This script functions as a git filter for versioning MediaWiki XML exports.
To use it:
- Assumming you use the file extension .mwxml for MediaWiki XML dumps:
- Place this script somewhere on the $PATH and ensure it is executable
- ensure you have the lxml python library installed
- Add a line in .gitattributes like
*.mwxml diff=mediawiki
- Execute
git config diff.mediawiki.textconv mw-xml-filter.py
As a simple example, we diff between two MEdiaWiki XML exports. The older one contains one page called TestPage001. The newer version has two changes
- TestPage001 has had an extra line added
- New page TestPage002 has been created with one line of text and one Category assignment
The git diff without this script looks as follows:
diff --git a/structure.xml b/structure.xml
index 8f66fad..8d7e858 100644
--- a/structure.xml
+++ b/structure.xml
@@ -39,17 +39,39 @@
<ns>0</ns>
<id>809</id>
<revision>
- <id>978</id>
- <timestamp>2015-06-05T11:40:53Z</timestamp>
+ <id>981</id>
+ <parentid>978</parentid>
+ <timestamp>2015-06-05T11:44:27Z</timestamp>
<contributor>
<username>Josef</username>
<id>1</id>
</contributor>
- <comment>Created page with "[[Category:TestDiff]] Lorem ipsum."</comment>
- <text xml:space="preserve" bytes="35">[[Category:TestDiff]]

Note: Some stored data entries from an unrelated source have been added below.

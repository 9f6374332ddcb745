pub mod handlers;
pub mod store;
pub mod validation;

pub use store::{PgResumeStore, ResumeStore};
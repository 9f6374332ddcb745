//! LLM client: the single point of entry for all completion API calls in CVForge.
//!
//! Handlers depend on the `CompletionService` trait (prompt in, text out), never
//! on the HTTP client directly. `LlmClient` is the OpenAI-backed implementation;
//! `DisabledCompletions` stands in when no API key is configured.
//!
//! Model: gpt-3.5-turbo (hardcoded, not configurable)

use async_trait::async_trait;
use reqwest::Client;
use serde::{Deserialize, Serialize};
use thiserror::Error;
use tracing::{debug, warn};

pub mod prompts;

const OPENAI_API_URL: &str = "https://api.openai.com/v1/chat/completions";
/// The model used for all completion calls.
pub const MODEL: &str = "gpt-3.5-turbo";
const MAX_RETRIES: u32 = 3;

#[derive(Debug, Error)]
pub enum LlmError {
    #[error("HTTP error: {0}")]
    Http(#[from] reqwest::Error),

    #[error("API error (status {status}): {message}")]
    Api { status: u16, message: String },

    #[error("Rate limited after {retries} retries")]
    RateLimited { retries: u32 },

    #[error("API quota exceeded")]
    QuotaExceeded,

    #[error("Invalid API key")]
    InvalidApiKey,

    #[error("Completion service is not configured")]
    NotConfigured,

    #[error("LLM returned empty content")]
    EmptyContent,
}

// ────────────────────────────────────────────────────────────────────────────
// Service interface
// ────────────────────────────────────────────────────────────────────────────

#[derive(Debug, Clone, PartialEq)]
pub struct CompletionRequest {
    pub system: String,
    pub prompt: String,
    pub max_tokens: u32,
    pub temperature: f32,
}

#[derive(Debug, Clone, Default, PartialEq, Eq, Serialize, Deserialize)]
pub struct Usage {
    pub prompt_tokens: u32,
    pub completion_tokens: u32,
    pub total_tokens: u32,
}

#[derive(Debug, Clone, PartialEq, Serialize)]
pub struct Completion {
    pub text: String,
    pub model: String,
    pub usage: Usage,
}

/// Prompt in, text out. Carried in `AppState` as `Arc<dyn CompletionService>`.
#[async_trait]
pub trait CompletionService: Send + Sync {
    async fn complete(&self, request: CompletionRequest) -> Result<Completion, LlmError>;
}

/// Used when no API key is configured: every call fails with `NotConfigured`.
pub struct DisabledCompletions;

#[async_trait]
impl CompletionService for DisabledCompletions {
    async fn complete(&self, _request: CompletionRequest) -> Result<Completion, LlmError> {
        Err(LlmError::NotConfigured)
    }
}

// ────────────────────────────────────────────────────────────────────────────
// Wire types
// ────────────────────────────────────────────────────────────────────────────

#[derive(Debug, Serialize)]
struct ChatRequest<'a> {
    model: &'a str,
    max_tokens: u32,
    temperature: f32,
    messages: Vec<ChatMessage<'a>>,
}

#[derive(Debug, Serialize)]
struct ChatMessage<'a> {
    role: &'a str,
    content: &'a str,
}

#[derive(Debug, Deserialize)]
struct ChatResponse {
    model: String,
    choices: Vec<ChatChoice>,
    #[serde(default)]
    usage: Usage,
}

#[derive(Debug, Deserialize)]
struct ChatChoice {
    message: ChatChoiceMessage,
}

#[derive(Debug, Deserialize)]
struct ChatChoiceMessage {
    content: Option<String>,
}

#[derive(Debug, Deserialize)]
struct OpenAiError {
    error: OpenAiErrorBody,
}

#[derive(Debug, Deserialize)]
struct OpenAiErrorBody {
    message: String,
    #[serde(default)]
    code: Option<String>,
}

impl ChatResponse {
    fn into_completion(self) -> Result<Completion, LlmError> {
        let text = self
            .choices
            .into_iter()
            .next()
            .and_then(|c| c.message.content)
            .filter(|t| !t.trim().is_empty())
            .ok_or(LlmError::EmptyContent)?;
        Ok(Completion {
            text,
            model: self.model,
            usage: self.usage,
        })
    }
}

/// Maps a non-success API body to an error. Quota and key failures are
/// terminal; everything else keeps its status for the retry decision.
fn classify_error(status: u16, body: String) -> LlmError {
    match serde_json::from_str::<OpenAiError>(&body) {
        Ok(parsed) => match parsed.error.code.as_deref() {
            Some("insufficient_quota") => LlmError::QuotaExceeded,
            Some("invalid_api_key") => LlmError::InvalidApiKey,
            _ => LlmError::Api {
                status,
                message: parsed.error.message,
            },
        },
        Err(_) => LlmError::Api {
            status,
            message: body,
        },
    }
}

fn is_transient(err: &LlmError) -> bool {
    match err {
        LlmError::Http(_) => true,
        LlmError::Api { status, .. } => *status == 429 || *status >= 500,
        _ => false,
    }
}

// ────────────────────────────────────────────────────────────────────────────
// Client
// ────────────────────────────────────────────────────────────────────────────

/// The OpenAI chat-completions client used by the suggestion endpoints.
/// Retries transient failures with exponential backoff.
#[derive(Clone)]
pub struct LlmClient {
    client: Client,
    api_key: String,
}

impl LlmClient {
    pub fn new(api_key: String) -> anyhow::Result<Self> {
        Ok(Self {
            client: Client::builder()
                .timeout(std::time::Duration::from_secs(120))
                .build()?,
            api_key,
        })
    }

    async fn call_once(&self, body: &ChatRequest<'_>) -> Result<Completion, LlmError> {
        let response = self
            .client
            .post(OPENAI_API_URL)
            .bearer_auth(&self.api_key)
            .json(body)
            .send()
            .await?;

        let status = response.status();
        if !status.is_success() {
            let text = response.text().await.unwrap_or_default();
            return Err(classify_error(status.as_u16(), text));
        }

        let parsed: ChatResponse = response.json().await?;
        parsed.into_completion()
    }
}

#[async_trait]
impl CompletionService for LlmClient {
    async fn complete(&self, request: CompletionRequest) -> Result<Completion, LlmError> {
        let body = ChatRequest {
            model: MODEL,
            max_tokens: request.max_tokens,
            temperature: request.temperature,
            messages: vec![
                ChatMessage {
                    role: "system",
                    content: &request.system,
                },
                ChatMessage {
                    role: "user",
                    content: &request.prompt,
                },
            ],
        };

        let mut last_error: Option<LlmError> = None;

        for attempt in 0..MAX_RETRIES {
            if attempt > 0 {
                // Exponential backoff: 1s, 2s
                let delay = std::time::Duration::from_millis(1000 * (1 << (attempt - 1)));
                warn!(
                    "Completion attempt {} failed, retrying after {}ms...",
                    attempt,
                    delay.as_millis()
                );
                tokio::time::sleep(delay).await;
            }

            match self.call_once(&body).await {
                Ok(completion) => {
                    debug!(
                        "Completion succeeded: prompt_tokens={}, completion_tokens={}",
                        completion.usage.prompt_tokens, completion.usage.completion_tokens
                    );
                    return Ok(completion);
                }
                Err(e) if is_transient(&e) => {
                    warn!("Completion API transient failure: {e}");
                    last_error = Some(e);
                }
                Err(e) => return Err(e),
            }
        }

        Err(last_error.unwrap_or(LlmError::RateLimited {
            retries: MAX_RETRIES,
        }))
    }
}
use anyhow::{Context, Result};

/// Application configuration loaded from environment variables.
/// Startup fails if required variables are missing or malformed.
#[derive(Debug, Clone)]
pub struct Config {
    pub database_url: String,
    /// AI suggestions are disabled when unset.
    pub openai_api_key: Option<String>,
    pub port: u16,
    pub rust_log: String,
    /// Upper bound on a single PDF render, in seconds.
    pub render_timeout_secs: u64,
}

impl Config {
    pub fn from_env() -> Result<Self> {
        dotenvy::dotenv().ok(); // load .env if present; ignore if missing

        Ok(Config {
            database_url: require_env("DATABASE_URL")?,
            openai_api_key: optional_env("OPENAI_API_KEY"),
            port: std::env::var("PORT")
                .unwrap_or_else(|_| "8080".to_string())
                .parse::<u16>()
                .context("PORT must be a valid port number")?,
            rust_log: std::env::var("RUST_LOG").unwrap_or_else(|_| "info".to_string()),
            render_timeout_secs: std::env::var("RENDER_TIMEOUT_SECS")
                .unwrap_or_else(|_| "30".to_string())
                .parse::<u64>()
                .context("RENDER_TIMEOUT_SECS must be a whole number of seconds")?,
        })
    }
}

fn require_env(key: &str) -> Result<String> {
    std::env::var(key).with_context(|| format!("Required environment variable '{key}' is not set"))
}

fn optional_env(key: &str) -> Option<String> {
    std::env::var(key).ok().filter(|v| !v.trim().is_empty())
}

+ <text xml:space="preserve" bytes="60">[[Category:TestDiff]]
-Lorem ipsum.</text>
- <sha1>ooip0v8ejgrf3bxz3nmpbk4vwe93tu3</sha1>
+Lorem ipsum.
+
+and again, lorem ipsum.</text>
+ <sha1>rt8ib0fgk16wgbysul6cnhwwhlikcth</sha1>
+ <model>wikitext</model>
+ <format>text/x-wiki</format>
+ </revision>
+ </page>
+ <page>
+ <title>TestPage002</title>
+ <ns>0</ns>
+ <id>810</id>
+ <revision>
+ <id>980</id>
+ <timestamp>2015-06-05T11:44:14Z</timestamp>
+ <contributor>
+ <username>Josef</username>
+ <id>1</id>
+ </contributor>
+ <comment>Created page with "[[Category:TestDiff]] sometihng something"</comment>
+ <text xml:space="preserve" bytes="42">[[Category:TestDiff]]
+
+sometihng something</text>
+ <sha1>6wwj2b10dwei6654xczfqq9hmsi3rj5</sha1>
<model>wikitext</model>
<format>text/x-wiki</format>
</revision>
The git diff AFTER activating this filter looks like this:
(mw-xml-filter)(master)josef@debian:repo$ git diff -U10
diff --git a/structure.xml b/structure.xml
index 8f66fad..8d7e858 100644
--- a/structure.xml
+++ b/structure.xml
@@ -1,5 +1,11 @@
PAGE: TestPage001
[[Category:TestDiff]]
Lorem ipsum.
+and again, lorem ipsum.
+PAGE: TestPage002
+[[Category:TestDiff]]
+
+sometihng something
+
This script is licensed under the GPLv3.